Kevin menarik nafas sambil menopang dagu.
"Kamu dari tadi kenapa? Itu berkas dari tadi belum ditanda tangan," tegur Alex.
"Lagi pusing."
"Pusing kenapa?"
"Kira-kira kado apa yang bagus buat Anna?" Alex tertegun pertanyaan Kevin.
"Jadi, itu kamu yang kamu pikirin dari tadi? Sampai kerjaan gak beres-beres," sindir Alex dengan senyum.
"Kata siapa gak beres? Ini juga lagi kerja."
"Jadi kamu mau beli kado apa?" tanya Alex.
"Nah, itu dia masalahnya. Aku gak tau. Cari kado untuk cewek itu susah banget,"
secepat kilat Kevin menjawab.
"Ia, juga sih. Waktu cariin kado buat Clarence kemarin Dinda yang beli."
"Apa minta saran Dinda aja?" tanya Kevin.
Tok.. tok... tok...
"Masuk." Dinda muncul dari balik pintu.
"Permisi Pak, kita sudah mendapat balasan proposal kerjasama dengan perusahaan Australia. Detailnya sudah saya print." Dinda meletakkan sebuah map di meja Kevin.

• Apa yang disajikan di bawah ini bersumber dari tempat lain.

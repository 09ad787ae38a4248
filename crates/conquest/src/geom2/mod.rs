//! 2D geometry for scoring: convex and concave hulls plus shoelace area.
//!
//! Purpose
//! - Turn the accumulated disk points into a simple boundary polygon and an
//!   area, with every function total on finite input.
//!
//! Why this shape
//! - Points are plain `nalgebra::Vector2<f64>`; no wrapper type to convert through.
//! - The convex hull is both the starting point of the concave engine and its
//!   fallback, so it lives beside it.
//!
//! Code cross-refs: `HullPolygon`, `concave_hull`, `polygon_area`, `score_from_area`

mod area;
mod concave;
mod types;
mod util;

pub use area::{polygon_area, score_from_area, signed_area};
pub use concave::{concave_hull, convex_hull_polygon};
pub use types::{DiskPoint, HullKind, HullPolygon, EPS};
pub use util::convex_hull;
//! Fixed game-balance constants.
//!
//! Policy
//! - These are part of the game rules, not user settings. The CLI never exposes
//!   them; `GameCfg` only exists so tests and benches can build hulls with other
//!   concavities without touching call sites.

/// Longest boundary edge the concave hull keeps without trying to dig it in.
///
/// Measured in disk units. Every disk edge is shorter than 2, so the shipped
/// game effectively scores the convex hull.
pub const CONCAVITY: f64 = 10.0;

/// Hull area (disk units²) → integer score.
pub const SCORE_SCALE: f64 = 10_000.0;

/// Game configuration; `Default` uses the shipped constants.
#[derive(Clone, Copy, Debug, PartialEq)]
pub struct GameCfg {
    pub concavity: f64,
    pub score_scale: f64,
}

impl Default for GameCfg {
    fn default() -> Self {
        Self {
            concavity: CONCAVITY,
            score_scale: SCORE_SCALE,
        }
    }
}
//! Curated surface for front ends (CLI, bindings, servers).
//!
//! Prefer these re-exports over reaching into submodules; internal layout may
//! move without notice.

// Embedding
pub use crate::embed::rand::{
    synthetic_vocabulary, synthetic_word, ReplayToken, SyntheticCfg,
};
pub use crate::embed::{normalize_word, project_raw, VocabError, Vocabulary};
// Geometry
pub use crate::geom2::{
    concave_hull, convex_hull, convex_hull_polygon, polygon_area, score_from_area, signed_area,
    DiskPoint, HullKind, HullPolygon,
};
// Game
pub use crate::cfg::{GameCfg, CONCAVITY, SCORE_SCALE};
pub use crate::game::{
    Game, GameError, GameState, History, HistoryEntry, PlacedWord, SharedGame, SubmitResponse,
    Turn, Xy,
};
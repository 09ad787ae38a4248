//! Direction-preserving compression of R² into the open unit disk.

use nalgebra::Vector2;

use crate::geom2::DiskPoint;

/// Largest radius a projected point may have after float rounding.
const MAX_RADIUS: f64 = 1.0 - 1e-12;

/// `c ↦ c / (1 + |c|)`.
///
/// Keeps the direction of `c`, maps the origin to itself and every finite `c`
/// strictly inside the unit circle. Coordinates so large that the quotient
/// rounds to radius 1 are pulled back to `MAX_RADIUS`.
pub fn project_raw(coord: Vector2<f64>) -> DiskPoint {
    let s = coord.x.abs().max(coord.y.abs());
    let p = if s > 1.0 {
        // Same map divided through by s; |c| itself may overflow.
        let u = coord / s;
        u / (1.0 / s + u.norm())
    } else {
        coord / (1.0 + coord.norm())
    };
    let r = p.norm();
    if r >= 1.0 {
        p * (MAX_RADIUS / r)
    } else {
        p
    }
}

/// Lookup key for a submitted word: surrounding whitespace trimmed, lowercased.
pub fn normalize_word(raw: &str) -> String {
    raw.trim().to_lowercase()
}

#[cfg(test)]
mod tests {
    use super::*;
    use nalgebra::vector;
    use proptest::prelude::*;

    #[test]
    fn three_four_five() {
        let p = project_raw(vector![3.0, 4.0]);
        assert!((p.x - 0.5).abs() < 1e-15);
        assert!((p.y - 4.0 / 6.0).abs() < 1e-15);
    }

    #[test]
    fn origin_is_fixed() {
        assert_eq!(project_raw(vector![0.0, 0.0]), vector![0.0, 0.0]);
    }

    #[test]
    fn huge_coordinates_stay_inside() {
        for c in [vector![1e20, 0.0], vector![-1e300, 1e300], vector![f64::MAX, f64::MAX]] {
            let p = project_raw(c);
            assert!(p.norm() < 1.0, "{c:?} -> {p:?}");
            assert!(p.x.signum() == c.x.signum() && p.y.signum() == c.y.signum());
        }
    }

    #[test]
    fn normalization_trims_and_lowercases() {
        assert_eq!(normalize_word("  Cat\t"), "cat");
        assert_eq!(normalize_word("CAT"), "cat");
        assert_eq!(normalize_word("\n"), "");
    }

    proptest! {
        #[test]
        fn finite_coords_land_in_open_disk(x in -1e6f64..1e6, y in -1e6f64..1e6) {
            let p = project_raw(Vector2::new(x, y));
            prop_assert!(p.norm() < 1.0);
            prop_assert_eq!(p == Vector2::zeros(), x == 0.0 && y == 0.0);
        }

        #[test]
        fn direction_is_preserved(x in -1e3f64..1e3, y in -1e3f64..1e3) {
            prop_assume!(x != 0.0 || y != 0.0);
            let c = Vector2::new(x, y);
            let p = project_raw(c);
            // Parallel and same orientation.
            prop_assert!((c.x * p.y - c.y * p.x).abs() <= 1e-9 * c.norm());
            prop_assert!(c.dot(&p) > 0.0);
        }
    }
}
//! Passenger document policy.
//!
//! A passenger must carry at least one identity document (DNI or passport)
//! at creation. An expiration without its number is always invalid; a number
//! without an expiration is fine. Updates only re-check the pairing rule for
//! the document fields the payload actually supplied.

use chrono::NaiveDate;
use serde_json::json;

use crate::domain::policies::coerce;
use crate::domain::DomainError;

/// Detail code attached when neither document is supplied at creation.
pub const CODE_MISSING_DOCUMENT: &str = "missing_document";
/// Detail code attached when an expiration arrives without its number.
pub const CODE_EXPIRATION_WITHOUT_NUMBER: &str = "expiration_without_number";

/// Raw document fields as supplied by the payload.
#[derive(Debug, Clone, Copy, Default)]
pub struct DocumentInput<'a> {
    /// Payload label of the number field, used in error details.
    pub number_field: &'static str,
    /// Payload label of the expiration field, used in error details.
    pub expiration_field: &'static str,
    /// Raw document number, when supplied.
    pub number: Option<&'a str>,
    /// Raw expiration date, when supplied.
    pub expiration: Option<&'a str>,
}

/// Coerced document fields the payload actually supplied.
#[derive(Debug, Clone, PartialEq, Eq, Default)]
pub struct DocumentValues {
    /// Coerced number, when supplied.
    pub number: Option<String>,
    /// Coerced expiration, when supplied.
    pub expiration: Option<NaiveDate>,
}

/// Validate a create payload's documents, requiring at least one number.
pub fn check_create(
    dni: DocumentInput<'_>,
    passport: DocumentInput<'_>,
) -> Result<(DocumentValues, DocumentValues), DomainError> {
    let dni_values = check_pairing(dni)?;
    let passport_values = check_pairing(passport)?;

    if dni_values.number.is_none() && passport_values.number.is_none() {
        return Err(DomainError::invalid_request(
            "a passenger needs at least one identity document",
        )
        .with_details(json!({
            "fields": [dni.number_field, passport.number_field],
            "code": CODE_MISSING_DOCUMENT,
        })));
    }

    Ok((dni_values, passport_values))
}

/// Validate an update payload's documents.
///
/// The at-least-one-document rule was satisfied at creation and is not
/// re-triggered by omitted fields; only the supplied fields are checked.
pub fn check_update(
    dni: DocumentInput<'_>,
    passport: DocumentInput<'_>,
) -> Result<(DocumentValues, DocumentValues), DomainError> {
    Ok((check_pairing(dni)?, check_pairing(passport)?))
}

fn check_pairing(input: DocumentInput<'_>) -> Result<DocumentValues, DomainError> {
    let number = coerce::optional_text(input.number_field, input.number)?;
    let expiration = input
        .expiration
        .map(|raw| coerce::calendar_date(input.expiration_field, raw))
        .transpose()?;

    if expiration.is_some() && number.is_none() {
        return Err(DomainError::invalid_request(format!(
            "{} requires {}",
            input.expiration_field, input.number_field
        ))
        .with_details(json!({
            "field": input.expiration_field,
            "code": CODE_EXPIRATION_WITHOUT_NUMBER,
        })));
    }

    Ok(DocumentValues { number, expiration })
}
//! Car rental endpoints.

use serde::{Deserialize, Serialize};
use utoipa::ToSchema;

use crate::domain::bookings::car_rental::{CarRental, CarRentalPayload};

use super::{booking_endpoints, MoneyRequestBody};

/// Request body shared by car rental create and update.
#[derive(Debug, Default, Deserialize, Serialize, ToSchema)]
#[serde(rename_all = "camelCase")]
pub struct CarRentalRequestBody {
    /// Rental company.
    pub company: Option<String>,
    /// Pickup place.
    pub pickup_location: Option<String>,
    /// Drop-off place.
    pub dropoff_location: Option<String>,
    /// Pickup instant, RFC 3339.
    pub pickup_at: Option<String>,
    /// Drop-off instant, RFC 3339.
    pub dropoff_at: Option<String>,
    /// Supplier booking reference.
    pub booking_reference: Option<String>,
    /// Monetary fields.
    #[serde(flatten)]
    pub money: MoneyRequestBody,
}

impl From<CarRentalRequestBody> for CarRentalPayload {
    fn from(body: CarRentalRequestBody) -> Self {
        Self {
            company: body.company,
            pickup_location: body.pickup_location,
            dropoff_location: body.dropoff_location,
            pickup_at: body.pickup_at,
            dropoff_at: body.dropoff_at,
            booking_reference: body.booking_reference,
            money: body.money.into(),
        }
    }
}

booking_endpoints!(
    kind: CarRental,
    singular: car_rental,
    state: car_rentals,
    body: CarRentalRequestBody,
    noun: "car rental",
    tag: "car-rentals",
    create_route: "/reservations/{id}/car-rentals",
    item_route: "/car-rentals/{id}",
    create_path: "/api/v1/reservations/{id}/car-rentals",
    item_path: "/api/v1/car-rentals/{id}",
);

Dinda sudah hendak beranjak pergi ketika dipanggil.
"Dinda."
"Ya Pak. Masih ada yang bisa saya bantu?"
Dinda menatap Kevin yang canggung.
"Gimana ngomongnya ya."
"Mau kubantu?" tanya Alex.
"Gak perlu," jawab Kevin kesal.
"Saran?"
"Kira-kira kado apa ya yang disukai perempuan."
"Bunga," jawab Dinda cepat.
"Untuk ulang tahun, bukan untuk valentine. Valentine udah lewat lama."

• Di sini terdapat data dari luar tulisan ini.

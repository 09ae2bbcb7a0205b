//! Medical assistance bookings.
//!
//! Assistance cover often has no fixed schedule, so both bounds are
//! optional; when both are present they may coincide.

use chrono::{DateTime, Utc};
use mockable::Clock;
use rust_decimal::Decimal;
use serde::Serialize;
use utoipa::ToSchema;
use uuid::Uuid;

use crate::domain::bookings::{
    money_on_create, money_on_update, BookingRecord, BookingResource, MoneyChanges, MoneyPayload,
};
use crate::domain::money::{BookingMoney, Currency};
use crate::domain::policies::date_range::{self, DateRangeRules};
use crate::domain::policies::{coerce, Requirement};
use crate::domain::DomainError;

const DATE_RULES: DateRangeRules = DateRangeRules {
    start_field: "startsAt",
    end_field: "endsAt",
    requirement: Requirement::None,
    allow_equal: true,
    min_hours_before_start: None,
};

/// Medical assistance row as served to clients.
#[derive(Debug, Clone, PartialEq, Serialize, ToSchema)]
#[serde(rename_all = "camelCase")]
pub struct MedicalAssist {
    /// Stable identifier.
    pub id: Uuid,
    /// Parent reservation.
    pub reservation_id: Uuid,
    /// Assistance provider.
    pub provider: String,
    /// Cover description, when supplied.
    pub description: Option<String>,
    /// Cover start, when fixed.
    pub starts_at: Option<DateTime<Utc>>,
    /// Cover end, when fixed.
    pub ends_at: Option<DateTime<Utc>>,
    /// Supplier booking reference, when issued.
    pub booking_reference: Option<String>,
    /// Currency the amounts are denominated in.
    #[schema(value_type = String, example = "EUR")]
    pub currency: Currency,
    /// Full price of the cover.
    pub total_price: Decimal,
    /// Amount already paid.
    pub amount_paid: Decimal,
    /// Actor who created the row.
    pub created_by: Uuid,
    /// Actor who last modified the row.
    pub updated_by: Uuid,
    /// Creation instant.
    pub created_at: DateTime<Utc>,
    /// Last modification instant.
    pub updated_at: DateTime<Utc>,
}

impl MedicalAssist {
    /// Monetary triple carried by this row.
    pub fn money(&self) -> BookingMoney {
        BookingMoney::new(self.currency.clone(), self.total_price, self.amount_paid)
    }
}

impl BookingRecord for MedicalAssist {
    fn id(&self) -> Uuid {
        self.id
    }

    fn reservation_id(&self) -> Uuid {
        self.reservation_id
    }
}

/// Raw medical assistance fields, as supplied by the transport layer.
#[derive(Debug, Clone, Default, PartialEq, Eq)]
pub struct MedicalAssistPayload {
    /// Raw provider name.
    pub provider: Option<String>,
    /// Raw cover description.
    pub description: Option<String>,
    /// Raw cover start.
    pub starts_at: Option<String>,
    /// Raw cover end.
    pub ends_at: Option<String>,
    /// Raw supplier booking reference.
    pub booking_reference: Option<String>,
    /// Raw monetary fields.
    pub money: MoneyPayload,
}

/// Validated insert payload.
#[derive(Debug, Clone, PartialEq, Eq)]
pub struct NewMedicalAssist {
    /// Assistance provider.
    pub provider: String,
    /// Cover description, when supplied.
    pub description: Option<String>,
    /// Cover start, when supplied.
    pub starts_at: Option<DateTime<Utc>>,
    /// Cover end, when supplied.
    pub ends_at: Option<DateTime<Utc>>,
    /// Supplier booking reference, when issued.
    pub booking_reference: Option<String>,
    /// Monetary triple.
    pub money: BookingMoney,
}

/// Validated partial-update payload.
#[derive(Debug, Clone, Default, PartialEq, Eq)]
pub struct MedicalAssistChanges {
    /// New provider, when supplied.
    pub provider: Option<String>,
    /// New description, when supplied.
    pub description: Option<String>,
    /// New cover start, when supplied.
    pub starts_at: Option<DateTime<Utc>>,
    /// New cover end, when supplied.
    pub ends_at: Option<DateTime<Utc>>,
    /// New supplier booking reference, when supplied.
    pub booking_reference: Option<String>,
    /// Supplied monetary fields.
    pub money: MoneyChanges,
}

impl BookingResource for MedicalAssist {
    const KIND: &'static str = "medical assist";

    type Record = Self;
    type Payload = MedicalAssistPayload;
    type New = NewMedicalAssist;
    type Changes = MedicalAssistChanges;

    fn validate_create(
        payload: &MedicalAssistPayload,
        clock: &dyn Clock,
    ) -> Result<NewMedicalAssist, DomainError> {
        let provider = coerce::required_text("provider", payload.provider.as_deref())?;
        let description = coerce::optional_text("description", payload.description.as_deref())?;
        let dates = date_range::check_create(
            &DATE_RULES,
            payload.starts_at.as_deref(),
            payload.ends_at.as_deref(),
            clock,
        )?;
        let booking_reference =
            coerce::optional_text("bookingReference", payload.booking_reference.as_deref())?;
        let money = money_on_create(&payload.money)?;

        Ok(NewMedicalAssist {
            provider,
            description,
            starts_at: dates.start,
            ends_at: dates.end,
            booking_reference,
            money,
        })
    }

    fn validate_update(
        payload: &MedicalAssistPayload,
        current: &MedicalAssist,
        clock: &dyn Clock,
    ) -> Result<MedicalAssistChanges, DomainError> {
        let provider = coerce::optional_text("provider", payload.provider.as_deref())?;
        let description = coerce::optional_text("description", payload.description.as_deref())?;
        let dates = date_range::check_update(
            &DATE_RULES,
            payload.starts_at.as_deref(),
            payload.ends_at.as_deref(),
            current.starts_at,
            current.ends_at,
            clock,
        )?;
        let booking_reference =
            coerce::optional_text("bookingReference", payload.booking_reference.as_deref())?;
        let money = money_on_update(&payload.money, &current.money())?;

        Ok(MedicalAssistChanges {
            provider,
            description,
            starts_at: dates.start,
            ends_at: dates.end,
            booking_reference,
            money,
        })
    }
}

"Ia Pak Kevin. Rata-rata perempuan suka kalau ada laki-laki memberikan bunga."
"Gak ada yang lain gitu? Masa cuma bunga?" Dinda berpikir sejenak sebelum berujar,
"Ah, kalau Mbak Anna sih sepertinya tidak terlalu pilih-pilih."
"Saya tidak pernah bilang kadonya untuk Anna." Alex berusaha menahan tawa.

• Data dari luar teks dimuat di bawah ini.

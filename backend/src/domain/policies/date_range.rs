//! Date-range policy.
//!
//! Asserts presence, coercibility, ordering, and optional advance notice for
//! a `(start, end)` pair of raw date fields. The update variant falls back to
//! the persisted current values for fields the payload omitted, so a partial
//! update is still validated against the effective pair.

use chrono::{DateTime, Duration, Utc};
use mockable::Clock;
use serde_json::json;

use crate::domain::policies::{coerce, Requirement};
use crate::domain::DomainError;

/// Detail code attached when `start` does not precede `end`.
pub const CODE_BACKWARDS_RANGE: &str = "backwards_range";
/// Detail code attached when `start` violates the advance-notice floor.
pub const CODE_INSUFFICIENT_NOTICE: &str = "insufficient_notice";

/// Configuration for one resource's date-range check.
#[derive(Debug, Clone, Copy)]
pub struct DateRangeRules {
    /// Payload label of the start field, used in error details.
    pub start_field: &'static str,
    /// Payload label of the end field, used in error details.
    pub end_field: &'static str,
    /// Presence mode for the pair.
    pub requirement: Requirement,
    /// Accept `start == end` when set.
    pub allow_equal: bool,
    /// Minimum hours between now and `start`. `Some(0)` degrades to the
    /// weaker check that `start` is not in the past.
    pub min_hours_before_start: Option<i64>,
}

/// Coerced values for the fields the payload actually supplied.
#[derive(Debug, Clone, PartialEq, Eq)]
pub struct DateRangeValues {
    /// Coerced start, when supplied.
    pub start: Option<DateTime<Utc>>,
    /// Coerced end, when supplied.
    pub end: Option<DateTime<Utc>>,
}

/// Validate a create payload's date pair.
pub fn check_create(
    rules: &DateRangeRules,
    raw_start: Option<&str>,
    raw_end: Option<&str>,
    clock: &dyn Clock,
) -> Result<DateRangeValues, DomainError> {
    check(rules, raw_start, raw_end, None, None, clock)
}

/// Validate an update payload's date pair against the persisted current
/// values.
pub fn check_update(
    rules: &DateRangeRules,
    raw_start: Option<&str>,
    raw_end: Option<&str>,
    current_start: Option<DateTime<Utc>>,
    current_end: Option<DateTime<Utc>>,
    clock: &dyn Clock,
) -> Result<DateRangeValues, DomainError> {
    check(rules, raw_start, raw_end, current_start, current_end, clock)
}

fn check(
    rules: &DateRangeRules,
    raw_start: Option<&str>,
    raw_end: Option<&str>,
    current_start: Option<DateTime<Utc>>,
    current_end: Option<DateTime<Utc>>,
    clock: &dyn Clock,
) -> Result<DateRangeValues, DomainError> {
    let supplied_start = raw_start
        .map(|raw| coerce::date_time(rules.start_field, raw))
        .transpose()?;
    let supplied_end = raw_end
        .map(|raw| coerce::date_time(rules.end_field, raw))
        .transpose()?;

    let effective_start = supplied_start.or(current_start);
    let effective_end = supplied_end.or(current_end);

    rules.requirement.check(
        (rules.start_field, effective_start.is_some()),
        (rules.end_field, effective_end.is_some()),
    )?;

    if let Some(start) = supplied_start {
        check_advance_notice(rules, start, clock)?;
    }

    if let (Some(start), Some(end)) = (effective_start, effective_end) {
        let ordered = if rules.allow_equal {
            start <= end
        } else {
            start < end
        };
        if !ordered {
            return Err(DomainError::invalid_request(format!(
                "{} must be before {}",
                rules.start_field, rules.end_field
            ))
            .with_details(json!({
                "fields": [rules.start_field, rules.end_field],
                "code": CODE_BACKWARDS_RANGE,
                "start": start.to_rfc3339(),
                "end": end.to_rfc3339(),
            })));
        }
    }

    Ok(DateRangeValues {
        start: supplied_start,
        end: supplied_end,
    })
}

fn check_advance_notice(
    rules: &DateRangeRules,
    start: DateTime<Utc>,
    clock: &dyn Clock,
) -> Result<(), DomainError> {
    let Some(min_hours) = rules.min_hours_before_start else {
        return Ok(());
    };

    let now = clock.utc();
    let floor = now + Duration::hours(min_hours.max(0));
    if start >= floor {
        return Ok(());
    }

    let message = if min_hours > 0 {
        format!(
            "{} must be at least {min_hours} hours from now",
            rules.start_field
        )
    } else {
        format!("{} must not be in the past", rules.start_field)
    };
    Err(DomainError::invalid_request(message).with_details(json!({
        "field": rules.start_field,
        "code": CODE_INSUFFICIENT_NOTICE,
        "minHoursBeforeStart": min_hours,
    })))
}

#[cfg(test)]
mod tests {
    //! Regression coverage for this module.
    use super::*;
    use chrono::TimeZone;
    use mockable::MockClock;
    use rstest::{fixture, rstest};

    fn rules(requirement: Requirement, allow_equal: bool) -> DateRangeRules {
        DateRangeRules {
            start_field: "checkIn",
            end_field: "checkOut",
            requirement,
            allow_equal,
            min_hours_before_start: None,
        }
    }

    #[fixture]
    fn clock() -> MockClock {
        let mut clock = MockClock::new();
        clock
            .expect_utc()
            .returning(|| Utc.with_ymd_and_hms(2026, 9, 1, 12, 0, 0).unwrap());
        clock
    }

    #[rstest]
    fn accepts_ordered_pair(clock: MockClock) {
        let values = check_create(
            &rules(Requirement::Both, false),
            Some("2026-09-10T14:00:00Z"),
            Some("2026-09-14T10:00:00Z"),
            &clock,
        )
        .expect("ordered pair is valid");
        assert!(values.start.is_some());
        assert!(values.end.is_some());
    }

    #[rstest]
    fn rejects_backwards_pair_naming_both_fields(clock: MockClock) {
        let err = check_create(
            &rules(Requirement::Both, false),
            Some("2026-09-14T10:00:00Z"),
            Some("2026-09-10T14:00:00Z"),
            &clock,
        )
        .expect_err("backwards pair must fail");
        let details = err.details().expect("details attached");
        assert_eq!(details["code"], CODE_BACKWARDS_RANGE);
        assert_eq!(details["fields"][0], "checkIn");
        assert_eq!(details["fields"][1], "checkOut");
    }

    #[rstest]
    #[case(false, false)]
    #[case(true, true)]
    fn equal_bounds_follow_allow_equal(
        clock: MockClock,
        #[case] allow_equal: bool,
        #[case] accepted: bool,
    ) {
        let outcome = check_create(
            &rules(Requirement::Both, allow_equal),
            Some("2026-09-10T14:00:00Z"),
            Some("2026-09-10T14:00:00Z"),
            &clock,
        );
        assert_eq!(outcome.is_ok(), accepted);
    }

    #[rstest]
    fn both_mode_rejects_missing_end(clock: MockClock) {
        let err = check_create(
            &rules(Requirement::Both, false),
            Some("2026-09-10T14:00:00Z"),
            None,
            &clock,
        )
        .expect_err("missing end must fail");
        let details = err.details().expect("details attached");
        assert_eq!(details["field"], "checkOut");
    }

    #[rstest]
    fn unparsable_start_names_the_field(clock: MockClock) {
        let err = check_create(
            &rules(Requirement::Both, false),
            Some("not a date"),
            Some("2026-09-10T14:00:00Z"),
            &clock,
        )
        .expect_err("unparsable start must fail");
        let details = err.details().expect("details attached");
        assert_eq!(details["field"], "checkIn");
        assert_eq!(details["code"], coerce::CODE_INVALID_DATE);
    }

    #[rstest]
    fn advance_notice_uses_injected_clock(clock: MockClock) {
        let mut rules = rules(Requirement::Both, false);
        rules.min_hours_before_start = Some(48);

        let err = check_create(
            &rules,
            Some("2026-09-02T12:00:00Z"),
            Some("2026-09-14T10:00:00Z"),
            &clock,
        )
        .expect_err("24 hours of notice is below the 48 hour floor");
        let details = err.details().expect("details attached");
        assert_eq!(details["code"], CODE_INSUFFICIENT_NOTICE);

        check_create(
            &rules,
            Some("2026-09-04T12:00:00Z"),
            Some("2026-09-14T10:00:00Z"),
            &clock,
        )
        .expect("72 hours of notice clears the floor");
    }

    #[rstest]
    fn zero_notice_degrades_to_not_in_past(clock: MockClock) {
        let mut rules = rules(Requirement::Both, false);
        rules.min_hours_before_start = Some(0);

        let err = check_create(
            &rules,
            Some("2026-08-31T12:00:00Z"),
            Some("2026-09-14T10:00:00Z"),
            &clock,
        )
        .expect_err("past start must fail");
        assert!(err.message().contains("must not be in the past"));
    }

    #[rstest]
    fn update_merges_current_values_before_the_pair_check(clock: MockClock) {
        let current_start = Utc.with_ymd_and_hms(2026, 9, 10, 14, 0, 0).unwrap();

        let err = check_update(
            &rules(Requirement::Both, false),
            None,
            Some("2026-09-09T10:00:00Z"),
            Some(current_start),
            Some(Utc.with_ymd_and_hms(2026, 9, 14, 10, 0, 0).unwrap()),
            &clock,
        )
        .expect_err("new end before persisted start must fail");
        let details = err.details().expect("details attached");
        assert_eq!(details["code"], CODE_BACKWARDS_RANGE);

        let values = check_update(
            &rules(Requirement::Both, false),
            None,
            Some("2026-09-12T10:00:00Z"),
            Some(current_start),
            Some(Utc.with_ymd_and_hms(2026, 9, 14, 10, 0, 0).unwrap()),
            &clock,
        )
        .expect("end after persisted start is valid");
        assert_eq!(values.start, None);
        assert!(values.end.is_some());
    }
}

"Mbak Anna sebentar lagi ultah kan? Lagian perpuan mana lagi yang bisa bikin Bapak bingung cari kado."
"Kamu pikir saya tidak pernah cari kado untuk perempuan?"
"Biasanya kan Pak Kevin meminta saya yang belikan kado," jawab Dinda polos.
Alex mengeluarkan suara karena sudah hampir tak bisa menahan
tawa. Kevin melihat Alex dengan tatapan tajam
"Sorry," serunya sambil tersenyum.
"Sudah kamu boleh pergi" Kevin memerintah Dinda.
"Saya boleh kasih saran gak Pak?"
"Apa?" jawab Kevin kesal.
"Menurut saya, Mbak Anna akan lebih senang mendapatkan sesuatu yang bisa sering digunakannya. Kalau Pak Kevin tahu apa yang disukai Mbak Anna, atau barang yang sedang diinginkannya itu akan sangat membantu."
"Kalau saya tahu ngapain saya tanya kamu."
"Masa Pak Kevin gak tahu apa yang istrinya suka."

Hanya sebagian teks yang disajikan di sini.